**ASSIGNMENT:** Reproduce each line of the entries that carries "capped".

(Collection entries)
□ □ □ □

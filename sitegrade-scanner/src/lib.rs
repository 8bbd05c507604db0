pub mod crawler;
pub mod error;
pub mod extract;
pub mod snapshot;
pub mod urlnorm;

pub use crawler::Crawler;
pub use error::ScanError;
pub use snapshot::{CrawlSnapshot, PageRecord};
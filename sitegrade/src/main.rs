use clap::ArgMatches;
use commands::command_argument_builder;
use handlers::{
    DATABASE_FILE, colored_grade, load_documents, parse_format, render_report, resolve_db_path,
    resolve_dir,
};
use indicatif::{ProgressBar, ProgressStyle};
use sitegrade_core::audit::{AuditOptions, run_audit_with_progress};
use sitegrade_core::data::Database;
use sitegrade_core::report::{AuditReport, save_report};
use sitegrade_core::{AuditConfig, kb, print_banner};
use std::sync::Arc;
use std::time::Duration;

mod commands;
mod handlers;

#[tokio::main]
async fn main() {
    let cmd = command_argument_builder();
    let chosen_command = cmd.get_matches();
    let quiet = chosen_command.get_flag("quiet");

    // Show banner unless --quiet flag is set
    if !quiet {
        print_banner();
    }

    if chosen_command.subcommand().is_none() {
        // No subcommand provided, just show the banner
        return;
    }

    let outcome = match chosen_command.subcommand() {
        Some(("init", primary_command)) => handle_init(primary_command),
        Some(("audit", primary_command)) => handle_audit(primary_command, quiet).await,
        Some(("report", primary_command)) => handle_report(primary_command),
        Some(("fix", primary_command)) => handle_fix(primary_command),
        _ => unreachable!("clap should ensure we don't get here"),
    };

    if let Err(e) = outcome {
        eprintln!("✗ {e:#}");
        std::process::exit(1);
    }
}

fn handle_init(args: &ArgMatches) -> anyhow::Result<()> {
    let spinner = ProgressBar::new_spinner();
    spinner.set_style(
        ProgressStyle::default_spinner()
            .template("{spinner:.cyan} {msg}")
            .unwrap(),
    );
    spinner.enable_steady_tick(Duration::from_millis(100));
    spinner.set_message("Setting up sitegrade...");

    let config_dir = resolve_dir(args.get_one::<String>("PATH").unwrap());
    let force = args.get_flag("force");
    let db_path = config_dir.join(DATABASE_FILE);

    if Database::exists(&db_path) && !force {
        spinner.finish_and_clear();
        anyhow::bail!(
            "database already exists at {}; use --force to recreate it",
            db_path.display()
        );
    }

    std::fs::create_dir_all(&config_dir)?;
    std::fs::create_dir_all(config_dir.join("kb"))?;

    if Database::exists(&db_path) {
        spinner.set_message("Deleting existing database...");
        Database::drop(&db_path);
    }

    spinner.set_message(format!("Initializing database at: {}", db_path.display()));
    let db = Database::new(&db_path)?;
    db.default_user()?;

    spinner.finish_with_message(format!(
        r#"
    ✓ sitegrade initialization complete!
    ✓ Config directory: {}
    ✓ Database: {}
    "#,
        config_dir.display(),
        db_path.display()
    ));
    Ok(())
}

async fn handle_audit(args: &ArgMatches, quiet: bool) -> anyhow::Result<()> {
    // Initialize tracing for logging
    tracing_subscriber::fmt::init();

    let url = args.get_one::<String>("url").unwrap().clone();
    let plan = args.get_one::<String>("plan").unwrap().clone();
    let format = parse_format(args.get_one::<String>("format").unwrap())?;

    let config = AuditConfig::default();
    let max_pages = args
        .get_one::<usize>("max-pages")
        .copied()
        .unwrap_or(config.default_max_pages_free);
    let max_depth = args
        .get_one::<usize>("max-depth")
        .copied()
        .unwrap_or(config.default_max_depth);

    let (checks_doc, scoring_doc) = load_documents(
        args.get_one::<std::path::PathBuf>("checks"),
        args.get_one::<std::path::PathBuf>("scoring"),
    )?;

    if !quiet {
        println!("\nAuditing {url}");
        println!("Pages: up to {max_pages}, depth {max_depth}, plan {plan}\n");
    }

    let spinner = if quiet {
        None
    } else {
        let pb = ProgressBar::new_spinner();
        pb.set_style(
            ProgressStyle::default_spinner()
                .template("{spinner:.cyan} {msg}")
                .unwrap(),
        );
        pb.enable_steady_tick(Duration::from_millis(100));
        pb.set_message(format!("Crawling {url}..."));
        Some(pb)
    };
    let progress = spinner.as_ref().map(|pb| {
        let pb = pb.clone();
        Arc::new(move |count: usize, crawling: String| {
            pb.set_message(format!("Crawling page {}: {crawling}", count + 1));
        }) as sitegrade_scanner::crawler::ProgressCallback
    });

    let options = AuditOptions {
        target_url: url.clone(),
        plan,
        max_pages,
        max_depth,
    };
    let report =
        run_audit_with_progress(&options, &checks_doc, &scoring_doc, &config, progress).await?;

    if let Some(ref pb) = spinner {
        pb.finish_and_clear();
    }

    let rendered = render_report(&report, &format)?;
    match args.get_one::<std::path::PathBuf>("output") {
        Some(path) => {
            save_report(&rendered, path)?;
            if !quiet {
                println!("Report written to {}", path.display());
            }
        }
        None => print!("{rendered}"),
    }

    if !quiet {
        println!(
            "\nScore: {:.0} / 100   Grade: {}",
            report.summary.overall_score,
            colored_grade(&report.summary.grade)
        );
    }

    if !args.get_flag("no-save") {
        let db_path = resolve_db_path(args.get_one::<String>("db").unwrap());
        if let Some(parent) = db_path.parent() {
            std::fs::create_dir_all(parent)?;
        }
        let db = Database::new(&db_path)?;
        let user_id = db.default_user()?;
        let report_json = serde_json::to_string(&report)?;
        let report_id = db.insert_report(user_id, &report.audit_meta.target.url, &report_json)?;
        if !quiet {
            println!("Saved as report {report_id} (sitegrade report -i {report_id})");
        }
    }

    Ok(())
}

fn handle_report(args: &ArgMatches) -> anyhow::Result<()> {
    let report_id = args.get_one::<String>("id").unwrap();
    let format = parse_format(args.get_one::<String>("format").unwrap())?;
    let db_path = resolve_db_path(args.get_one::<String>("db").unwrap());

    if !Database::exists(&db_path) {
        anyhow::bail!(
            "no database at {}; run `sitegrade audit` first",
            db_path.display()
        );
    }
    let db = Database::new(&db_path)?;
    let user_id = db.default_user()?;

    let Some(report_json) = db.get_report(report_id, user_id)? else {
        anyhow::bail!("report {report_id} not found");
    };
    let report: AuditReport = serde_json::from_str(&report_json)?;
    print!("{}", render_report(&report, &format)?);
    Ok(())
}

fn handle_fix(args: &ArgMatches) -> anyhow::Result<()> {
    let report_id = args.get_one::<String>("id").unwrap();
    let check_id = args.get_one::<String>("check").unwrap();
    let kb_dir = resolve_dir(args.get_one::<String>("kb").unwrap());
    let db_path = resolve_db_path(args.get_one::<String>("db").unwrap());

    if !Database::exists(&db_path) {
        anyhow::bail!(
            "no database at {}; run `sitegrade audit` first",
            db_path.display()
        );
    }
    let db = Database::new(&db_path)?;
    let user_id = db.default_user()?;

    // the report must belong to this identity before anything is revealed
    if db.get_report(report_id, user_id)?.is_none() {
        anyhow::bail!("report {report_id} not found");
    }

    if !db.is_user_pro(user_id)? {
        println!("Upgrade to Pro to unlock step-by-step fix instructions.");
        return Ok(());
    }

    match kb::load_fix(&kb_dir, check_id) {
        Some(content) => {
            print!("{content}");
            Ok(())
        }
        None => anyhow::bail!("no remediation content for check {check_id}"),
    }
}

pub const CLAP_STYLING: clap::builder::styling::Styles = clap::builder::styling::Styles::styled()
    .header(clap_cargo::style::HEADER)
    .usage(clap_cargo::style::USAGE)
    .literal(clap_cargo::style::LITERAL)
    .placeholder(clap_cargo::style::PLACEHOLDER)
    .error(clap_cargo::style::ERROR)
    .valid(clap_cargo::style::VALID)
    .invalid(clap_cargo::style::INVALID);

□ □ □ □

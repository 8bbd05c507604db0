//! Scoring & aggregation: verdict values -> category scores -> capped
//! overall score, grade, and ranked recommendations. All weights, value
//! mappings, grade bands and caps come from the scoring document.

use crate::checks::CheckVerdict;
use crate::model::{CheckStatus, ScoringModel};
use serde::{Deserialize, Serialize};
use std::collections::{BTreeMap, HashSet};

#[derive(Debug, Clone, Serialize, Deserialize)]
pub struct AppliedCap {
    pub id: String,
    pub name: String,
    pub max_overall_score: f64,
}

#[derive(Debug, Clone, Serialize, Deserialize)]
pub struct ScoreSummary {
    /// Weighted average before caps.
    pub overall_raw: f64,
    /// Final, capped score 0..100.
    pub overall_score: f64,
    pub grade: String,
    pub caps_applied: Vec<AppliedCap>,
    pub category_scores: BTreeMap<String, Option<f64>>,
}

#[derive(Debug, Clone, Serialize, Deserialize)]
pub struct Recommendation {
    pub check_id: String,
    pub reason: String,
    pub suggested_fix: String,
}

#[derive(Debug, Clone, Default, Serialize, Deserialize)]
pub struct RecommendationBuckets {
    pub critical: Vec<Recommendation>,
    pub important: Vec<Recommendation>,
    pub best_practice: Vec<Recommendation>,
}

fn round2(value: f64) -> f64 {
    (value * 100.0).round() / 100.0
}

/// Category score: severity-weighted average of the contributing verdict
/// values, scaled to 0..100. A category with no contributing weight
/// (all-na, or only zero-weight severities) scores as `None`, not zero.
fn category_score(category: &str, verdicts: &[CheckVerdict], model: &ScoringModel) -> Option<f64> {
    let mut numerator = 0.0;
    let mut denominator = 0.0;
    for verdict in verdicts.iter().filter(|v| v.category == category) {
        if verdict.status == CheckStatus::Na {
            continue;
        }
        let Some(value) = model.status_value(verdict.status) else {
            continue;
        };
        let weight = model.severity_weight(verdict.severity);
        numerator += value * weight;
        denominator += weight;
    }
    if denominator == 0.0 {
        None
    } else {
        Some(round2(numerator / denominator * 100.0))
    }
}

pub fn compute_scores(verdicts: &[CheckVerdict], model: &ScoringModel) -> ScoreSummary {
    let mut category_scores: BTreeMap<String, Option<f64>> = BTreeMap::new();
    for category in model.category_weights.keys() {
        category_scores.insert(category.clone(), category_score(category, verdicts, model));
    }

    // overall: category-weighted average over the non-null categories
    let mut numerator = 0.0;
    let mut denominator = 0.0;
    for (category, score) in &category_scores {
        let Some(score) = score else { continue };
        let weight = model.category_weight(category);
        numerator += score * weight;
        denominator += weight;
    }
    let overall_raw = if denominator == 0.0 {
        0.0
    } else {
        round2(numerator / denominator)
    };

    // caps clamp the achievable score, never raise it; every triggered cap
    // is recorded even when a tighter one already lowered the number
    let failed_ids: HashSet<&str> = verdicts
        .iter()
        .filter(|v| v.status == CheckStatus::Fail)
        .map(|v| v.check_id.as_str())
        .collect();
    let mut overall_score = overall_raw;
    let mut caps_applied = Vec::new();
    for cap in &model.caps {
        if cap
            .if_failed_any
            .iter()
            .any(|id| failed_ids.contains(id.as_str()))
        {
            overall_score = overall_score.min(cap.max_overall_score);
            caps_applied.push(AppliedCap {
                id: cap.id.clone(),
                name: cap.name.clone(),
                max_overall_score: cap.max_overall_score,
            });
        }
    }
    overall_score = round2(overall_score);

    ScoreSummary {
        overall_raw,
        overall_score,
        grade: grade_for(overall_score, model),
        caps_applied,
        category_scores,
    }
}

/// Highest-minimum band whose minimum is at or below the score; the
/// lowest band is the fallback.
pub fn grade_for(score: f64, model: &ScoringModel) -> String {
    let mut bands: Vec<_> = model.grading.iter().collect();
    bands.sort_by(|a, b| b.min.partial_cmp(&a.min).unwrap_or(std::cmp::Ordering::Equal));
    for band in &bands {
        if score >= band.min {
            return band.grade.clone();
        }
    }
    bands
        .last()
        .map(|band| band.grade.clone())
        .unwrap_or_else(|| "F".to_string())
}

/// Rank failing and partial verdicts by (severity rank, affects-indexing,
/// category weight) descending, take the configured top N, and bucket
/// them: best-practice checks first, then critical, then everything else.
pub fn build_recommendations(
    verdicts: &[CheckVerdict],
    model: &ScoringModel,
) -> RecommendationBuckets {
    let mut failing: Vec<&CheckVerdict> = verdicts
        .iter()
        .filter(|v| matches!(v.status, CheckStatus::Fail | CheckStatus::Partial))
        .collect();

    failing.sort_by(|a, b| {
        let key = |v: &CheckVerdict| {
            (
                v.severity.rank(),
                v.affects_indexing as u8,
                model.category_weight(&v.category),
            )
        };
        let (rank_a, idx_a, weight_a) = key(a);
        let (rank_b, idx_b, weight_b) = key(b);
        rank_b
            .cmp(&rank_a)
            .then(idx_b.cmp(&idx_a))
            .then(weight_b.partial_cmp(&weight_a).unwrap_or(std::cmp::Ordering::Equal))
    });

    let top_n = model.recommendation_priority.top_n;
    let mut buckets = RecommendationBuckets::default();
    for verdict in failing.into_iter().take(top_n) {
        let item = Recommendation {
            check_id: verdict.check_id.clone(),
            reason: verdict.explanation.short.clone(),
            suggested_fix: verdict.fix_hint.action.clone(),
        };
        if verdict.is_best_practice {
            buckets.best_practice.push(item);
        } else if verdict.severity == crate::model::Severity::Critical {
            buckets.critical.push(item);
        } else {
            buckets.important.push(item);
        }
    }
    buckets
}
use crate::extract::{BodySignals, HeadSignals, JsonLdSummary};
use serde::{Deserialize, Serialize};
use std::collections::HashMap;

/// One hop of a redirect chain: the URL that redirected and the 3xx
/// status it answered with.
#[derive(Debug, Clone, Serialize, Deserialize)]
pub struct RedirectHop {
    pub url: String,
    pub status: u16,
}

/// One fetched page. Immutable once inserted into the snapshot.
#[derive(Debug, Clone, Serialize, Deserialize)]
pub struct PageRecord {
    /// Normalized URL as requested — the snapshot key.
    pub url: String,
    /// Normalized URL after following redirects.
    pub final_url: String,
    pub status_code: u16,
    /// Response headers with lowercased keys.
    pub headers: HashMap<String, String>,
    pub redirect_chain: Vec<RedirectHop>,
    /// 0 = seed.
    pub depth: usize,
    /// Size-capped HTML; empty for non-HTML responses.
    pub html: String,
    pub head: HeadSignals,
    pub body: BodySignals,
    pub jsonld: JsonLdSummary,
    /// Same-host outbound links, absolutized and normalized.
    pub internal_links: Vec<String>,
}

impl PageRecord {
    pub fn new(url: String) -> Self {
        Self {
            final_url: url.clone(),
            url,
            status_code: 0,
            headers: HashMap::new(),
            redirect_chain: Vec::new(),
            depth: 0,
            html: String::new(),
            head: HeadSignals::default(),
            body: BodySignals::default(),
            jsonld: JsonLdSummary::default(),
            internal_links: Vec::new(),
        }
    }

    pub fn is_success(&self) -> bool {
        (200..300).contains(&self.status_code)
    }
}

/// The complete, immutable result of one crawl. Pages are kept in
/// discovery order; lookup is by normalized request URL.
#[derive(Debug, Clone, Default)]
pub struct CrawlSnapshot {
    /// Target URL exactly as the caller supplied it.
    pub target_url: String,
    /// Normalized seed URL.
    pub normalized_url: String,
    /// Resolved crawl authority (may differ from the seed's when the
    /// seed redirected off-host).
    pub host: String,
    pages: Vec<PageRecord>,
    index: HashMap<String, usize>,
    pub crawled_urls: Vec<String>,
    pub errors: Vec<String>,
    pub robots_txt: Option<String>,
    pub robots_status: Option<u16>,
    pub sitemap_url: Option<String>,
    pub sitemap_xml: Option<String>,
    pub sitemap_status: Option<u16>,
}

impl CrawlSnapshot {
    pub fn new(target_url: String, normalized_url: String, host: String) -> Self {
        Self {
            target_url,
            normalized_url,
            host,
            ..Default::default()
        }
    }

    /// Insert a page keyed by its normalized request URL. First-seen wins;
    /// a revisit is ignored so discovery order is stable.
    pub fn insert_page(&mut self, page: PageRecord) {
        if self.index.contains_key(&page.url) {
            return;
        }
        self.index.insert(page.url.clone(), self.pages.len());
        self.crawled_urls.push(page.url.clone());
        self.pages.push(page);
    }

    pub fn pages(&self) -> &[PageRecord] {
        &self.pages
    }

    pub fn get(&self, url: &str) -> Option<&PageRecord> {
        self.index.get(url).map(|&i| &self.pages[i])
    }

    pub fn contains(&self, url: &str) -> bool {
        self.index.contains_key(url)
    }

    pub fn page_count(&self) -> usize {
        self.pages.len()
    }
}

□ □ □ □

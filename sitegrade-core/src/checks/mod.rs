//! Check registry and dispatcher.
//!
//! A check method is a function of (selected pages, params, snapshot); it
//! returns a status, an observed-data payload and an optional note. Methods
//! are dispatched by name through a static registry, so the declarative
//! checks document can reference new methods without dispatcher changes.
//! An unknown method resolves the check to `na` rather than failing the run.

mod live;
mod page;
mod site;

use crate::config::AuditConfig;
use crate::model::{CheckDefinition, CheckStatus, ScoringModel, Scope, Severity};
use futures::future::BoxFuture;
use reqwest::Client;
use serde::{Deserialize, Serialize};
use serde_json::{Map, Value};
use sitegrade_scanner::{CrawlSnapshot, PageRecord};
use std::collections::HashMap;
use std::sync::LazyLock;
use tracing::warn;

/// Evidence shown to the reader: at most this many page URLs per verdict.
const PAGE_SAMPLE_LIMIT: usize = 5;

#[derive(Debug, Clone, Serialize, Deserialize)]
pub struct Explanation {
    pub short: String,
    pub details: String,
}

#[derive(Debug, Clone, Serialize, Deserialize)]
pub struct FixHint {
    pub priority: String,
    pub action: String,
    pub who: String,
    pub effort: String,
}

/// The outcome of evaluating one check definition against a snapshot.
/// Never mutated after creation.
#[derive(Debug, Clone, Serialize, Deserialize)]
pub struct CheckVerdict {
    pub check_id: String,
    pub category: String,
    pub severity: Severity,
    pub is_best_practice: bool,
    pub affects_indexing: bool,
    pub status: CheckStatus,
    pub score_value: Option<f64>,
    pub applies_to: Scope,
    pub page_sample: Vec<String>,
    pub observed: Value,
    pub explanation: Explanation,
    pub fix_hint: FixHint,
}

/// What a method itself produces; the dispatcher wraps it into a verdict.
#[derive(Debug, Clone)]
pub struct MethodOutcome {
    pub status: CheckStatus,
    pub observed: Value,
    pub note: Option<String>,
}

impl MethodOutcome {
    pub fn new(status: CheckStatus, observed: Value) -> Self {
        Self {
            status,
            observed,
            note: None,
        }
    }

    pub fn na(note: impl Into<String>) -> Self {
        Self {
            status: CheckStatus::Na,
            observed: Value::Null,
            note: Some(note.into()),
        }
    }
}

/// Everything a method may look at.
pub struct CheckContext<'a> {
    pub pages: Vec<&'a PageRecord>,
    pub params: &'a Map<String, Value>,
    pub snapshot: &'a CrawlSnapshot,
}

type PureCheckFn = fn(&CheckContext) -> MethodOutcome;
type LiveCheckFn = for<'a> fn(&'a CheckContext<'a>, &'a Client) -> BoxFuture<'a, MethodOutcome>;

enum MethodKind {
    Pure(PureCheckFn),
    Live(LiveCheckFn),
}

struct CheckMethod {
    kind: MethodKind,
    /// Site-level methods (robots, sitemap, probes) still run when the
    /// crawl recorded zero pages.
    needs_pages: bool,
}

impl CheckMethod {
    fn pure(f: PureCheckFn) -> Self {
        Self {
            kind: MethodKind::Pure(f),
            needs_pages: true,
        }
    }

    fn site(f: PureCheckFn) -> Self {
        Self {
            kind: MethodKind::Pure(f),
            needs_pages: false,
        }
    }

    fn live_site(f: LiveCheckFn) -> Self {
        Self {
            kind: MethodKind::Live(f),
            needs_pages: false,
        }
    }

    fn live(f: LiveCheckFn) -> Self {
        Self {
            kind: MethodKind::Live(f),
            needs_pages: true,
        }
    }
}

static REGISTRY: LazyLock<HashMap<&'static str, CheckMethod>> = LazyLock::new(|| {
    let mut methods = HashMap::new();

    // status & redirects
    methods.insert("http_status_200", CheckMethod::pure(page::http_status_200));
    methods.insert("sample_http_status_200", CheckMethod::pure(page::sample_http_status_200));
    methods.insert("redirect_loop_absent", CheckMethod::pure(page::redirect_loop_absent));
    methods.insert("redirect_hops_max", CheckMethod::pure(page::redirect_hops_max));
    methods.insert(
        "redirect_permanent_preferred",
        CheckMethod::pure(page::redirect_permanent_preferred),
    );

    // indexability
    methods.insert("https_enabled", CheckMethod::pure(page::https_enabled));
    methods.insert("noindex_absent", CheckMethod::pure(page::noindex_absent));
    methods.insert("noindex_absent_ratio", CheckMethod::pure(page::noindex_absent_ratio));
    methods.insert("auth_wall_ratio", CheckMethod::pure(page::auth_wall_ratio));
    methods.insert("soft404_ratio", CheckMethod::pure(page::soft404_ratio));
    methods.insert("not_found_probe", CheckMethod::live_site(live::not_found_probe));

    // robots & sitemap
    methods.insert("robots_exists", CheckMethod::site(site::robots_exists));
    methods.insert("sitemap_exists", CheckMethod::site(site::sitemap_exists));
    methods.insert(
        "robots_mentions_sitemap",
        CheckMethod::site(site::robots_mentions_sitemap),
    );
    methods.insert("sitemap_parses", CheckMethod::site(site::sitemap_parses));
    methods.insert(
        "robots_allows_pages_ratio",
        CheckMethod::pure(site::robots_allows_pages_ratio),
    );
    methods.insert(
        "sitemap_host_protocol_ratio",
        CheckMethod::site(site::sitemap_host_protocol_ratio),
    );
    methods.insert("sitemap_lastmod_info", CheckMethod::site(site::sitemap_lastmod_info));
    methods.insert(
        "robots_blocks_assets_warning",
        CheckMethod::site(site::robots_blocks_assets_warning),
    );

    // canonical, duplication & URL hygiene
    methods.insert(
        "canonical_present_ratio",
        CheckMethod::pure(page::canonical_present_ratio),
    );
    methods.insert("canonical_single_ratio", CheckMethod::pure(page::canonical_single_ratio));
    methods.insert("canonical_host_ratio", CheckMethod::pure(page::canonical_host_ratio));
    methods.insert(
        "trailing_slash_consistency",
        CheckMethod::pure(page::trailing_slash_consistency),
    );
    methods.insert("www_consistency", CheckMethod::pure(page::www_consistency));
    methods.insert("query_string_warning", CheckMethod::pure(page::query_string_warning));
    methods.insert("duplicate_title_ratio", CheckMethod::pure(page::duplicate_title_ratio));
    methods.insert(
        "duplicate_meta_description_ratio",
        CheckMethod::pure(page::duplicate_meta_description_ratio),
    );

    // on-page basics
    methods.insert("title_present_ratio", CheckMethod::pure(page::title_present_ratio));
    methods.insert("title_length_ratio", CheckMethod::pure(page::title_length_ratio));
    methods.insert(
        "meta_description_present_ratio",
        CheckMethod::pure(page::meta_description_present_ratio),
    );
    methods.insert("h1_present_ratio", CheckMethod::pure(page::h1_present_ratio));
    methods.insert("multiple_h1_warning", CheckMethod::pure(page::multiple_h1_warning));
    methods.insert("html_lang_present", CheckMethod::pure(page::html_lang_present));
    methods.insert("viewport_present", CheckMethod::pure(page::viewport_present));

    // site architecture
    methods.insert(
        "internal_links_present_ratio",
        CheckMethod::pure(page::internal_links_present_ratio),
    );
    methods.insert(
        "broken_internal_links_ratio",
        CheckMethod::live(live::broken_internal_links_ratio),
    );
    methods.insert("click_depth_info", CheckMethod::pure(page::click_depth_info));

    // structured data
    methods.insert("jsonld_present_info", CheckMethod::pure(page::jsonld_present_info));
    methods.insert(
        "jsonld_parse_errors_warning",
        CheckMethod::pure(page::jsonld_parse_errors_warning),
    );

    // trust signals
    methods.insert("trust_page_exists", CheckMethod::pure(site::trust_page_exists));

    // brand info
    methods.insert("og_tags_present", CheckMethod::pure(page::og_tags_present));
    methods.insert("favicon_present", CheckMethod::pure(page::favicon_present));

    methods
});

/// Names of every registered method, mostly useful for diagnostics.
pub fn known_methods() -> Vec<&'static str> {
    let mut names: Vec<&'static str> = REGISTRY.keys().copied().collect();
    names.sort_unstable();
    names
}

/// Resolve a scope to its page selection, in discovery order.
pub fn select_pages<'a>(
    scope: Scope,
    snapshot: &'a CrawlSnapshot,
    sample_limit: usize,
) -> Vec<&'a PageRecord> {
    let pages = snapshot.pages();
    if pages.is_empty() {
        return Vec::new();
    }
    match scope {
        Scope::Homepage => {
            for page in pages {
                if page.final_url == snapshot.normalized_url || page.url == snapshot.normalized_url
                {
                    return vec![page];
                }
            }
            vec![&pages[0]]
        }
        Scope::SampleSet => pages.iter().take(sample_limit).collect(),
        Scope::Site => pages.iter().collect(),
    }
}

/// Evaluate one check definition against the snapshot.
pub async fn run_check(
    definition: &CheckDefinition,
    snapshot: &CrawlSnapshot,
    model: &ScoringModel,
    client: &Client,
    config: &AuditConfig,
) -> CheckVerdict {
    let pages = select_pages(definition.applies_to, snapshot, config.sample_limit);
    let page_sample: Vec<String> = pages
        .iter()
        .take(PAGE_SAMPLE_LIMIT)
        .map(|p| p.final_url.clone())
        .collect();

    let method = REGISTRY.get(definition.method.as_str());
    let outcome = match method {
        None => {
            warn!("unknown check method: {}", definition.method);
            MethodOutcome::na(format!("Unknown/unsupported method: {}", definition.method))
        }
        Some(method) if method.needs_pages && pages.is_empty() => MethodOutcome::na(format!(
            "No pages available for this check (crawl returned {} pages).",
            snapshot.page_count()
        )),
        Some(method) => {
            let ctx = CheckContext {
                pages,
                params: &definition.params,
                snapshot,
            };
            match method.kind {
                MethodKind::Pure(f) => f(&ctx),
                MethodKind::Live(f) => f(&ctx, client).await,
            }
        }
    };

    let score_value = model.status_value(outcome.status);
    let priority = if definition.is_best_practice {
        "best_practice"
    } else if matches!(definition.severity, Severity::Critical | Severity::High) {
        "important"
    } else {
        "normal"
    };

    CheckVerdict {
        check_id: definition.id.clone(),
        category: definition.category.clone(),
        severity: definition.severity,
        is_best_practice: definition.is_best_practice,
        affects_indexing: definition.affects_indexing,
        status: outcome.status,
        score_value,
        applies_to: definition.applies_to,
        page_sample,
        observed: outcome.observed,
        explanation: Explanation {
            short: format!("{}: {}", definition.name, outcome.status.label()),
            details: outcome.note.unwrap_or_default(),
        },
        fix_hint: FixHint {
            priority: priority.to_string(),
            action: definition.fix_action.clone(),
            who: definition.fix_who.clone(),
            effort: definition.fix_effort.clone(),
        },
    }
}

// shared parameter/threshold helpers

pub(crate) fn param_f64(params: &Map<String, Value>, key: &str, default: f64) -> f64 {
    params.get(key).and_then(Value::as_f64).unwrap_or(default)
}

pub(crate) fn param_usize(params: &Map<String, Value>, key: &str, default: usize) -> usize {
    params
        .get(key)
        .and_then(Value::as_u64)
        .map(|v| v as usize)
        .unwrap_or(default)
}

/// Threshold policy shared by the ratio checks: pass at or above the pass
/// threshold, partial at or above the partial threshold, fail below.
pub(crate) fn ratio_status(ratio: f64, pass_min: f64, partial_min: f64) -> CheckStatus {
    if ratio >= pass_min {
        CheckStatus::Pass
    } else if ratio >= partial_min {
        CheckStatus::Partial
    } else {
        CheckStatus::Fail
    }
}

□ □ □ □

**OUTPUT BELOW:**
//! Scoring & aggregation: verdict values -> category scores -> capped
    /// Final, capped score 0..100.
    /// Size-capped HTML; empty for non-HTML responses.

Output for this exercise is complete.